▶ _What the task asks_: Give the number of lines below that hold "ExperienceId", and only that.

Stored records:
use async_trait::async_trait;
use chrono::{DateTime, Utc};
use thiserror::Error;

use concierge_core::domain::conversation::{ConversationId, ConversationState};
use concierge_core::domain::reservation::{
    Experience, ExperienceId, Reservation, ReservationId, ReservationListing,
};
use concierge_core::domain::subscription::Subscription;
use concierge_core::domain::ticket::{Ticket, TicketId, TicketMessage};
use concierge_core::domain::user::{UserId, UserProfile};

pub mod conversation;
pub mod crm;
pub mod memory;
pub mod ticket;

pub use conversation::SqlConversationRepository;
pub use crm::{SqlReservationRepository, SqlSubscriptionRepository, SqlUserRepository};
pub use memory::{
    InMemoryConversationRepository, InMemoryCrmRepository, InMemoryTicketRepository,
};
pub use ticket::SqlTicketRepository;

#[derive(Debug, Error)]
pub enum RepositoryError {
    #[error("database error: {0}")]
    Database(#[from] sqlx::Error),
    #[error("decode error: {0}")]
    Decode(String),
    #[error("conflict: {0}")]
    Conflict(String),
}

/// Persisted conversation state, loaded and rewritten once per turn.
/// Implementations must keep turns append-only in turn-number order.
#[async_trait]
pub trait ConversationRepository: Send + Sync {
    async fn find_by_id(
        &self,
        id: &ConversationId,
    ) -> Result<Option<ConversationState>, RepositoryError>;
    async fn save(&self, state: &ConversationState) -> Result<(), RepositoryError>;
}

#[async_trait]
pub trait UserRepository: Send + Sync {
    async fn find_by_id(&self, id: &UserId) -> Result<Option<UserProfile>, RepositoryError>;
}

#[async_trait]
pub trait SubscriptionRepository: Send + Sync {
    async fn find_for_user(
        &self,
        user_id: &UserId,
    ) -> Result<Option<Subscription>, RepositoryError>;
}

#[async_trait]
pub trait ReservationRepository: Send + Sync {
    async fn list_for_user(
        &self,
        user_id: &UserId,
        upcoming_only: bool,
    ) -> Result<Vec<ReservationListing>, RepositoryError>;

    /// Number of still-reserved reservations the user created at or after
    /// `since`; feeds monthly quota accounting.
    async fn count_reserved_since(
        &self,
        user_id: &UserId,
        since: DateTime<Utc>,
    ) -> Result<u32, RepositoryError>;

    async fn find_experience(
        &self,
        id: &ExperienceId,
    ) -> Result<Option<Experience>, RepositoryError>;

    async fn find_by_id(
        &self,
        id: &ReservationId,
    ) -> Result<Option<Reservation>, RepositoryError>;

    /// Inserts the reservation and takes one slot from its experience in a
    /// single transaction; `Conflict` when no slot remains.
    async fn reserve(&self, reservation: Reservation) -> Result<(), RepositoryError>;

    /// Cancels a still-reserved reservation owned by `user_id` and returns
    /// the slot to the experience. `Ok(None)` when no such reservation.
    async fn cancel(
        &self,
        id: &ReservationId,
        user_id: &UserId,
    ) -> Result<Option<Reservation>, RepositoryError>;
}

#[async_trait]
pub trait TicketRepository: Send + Sync {
    async fn find_for_conversation(
        &self,
        conversation_id: &ConversationId,
    ) -> Result<Option<Ticket>, RepositoryError>;
    async fn save(&self, ticket: Ticket) -> Result<(), RepositoryError>;
    async fn append_message(&self, message: TicketMessage) -> Result<(), RepositoryError>;
    async fn list_messages(
        &self,
        ticket_id: &TicketId,
    ) -> Result<Vec<TicketMessage>, RepositoryError>;
}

▶ _Response box_: 2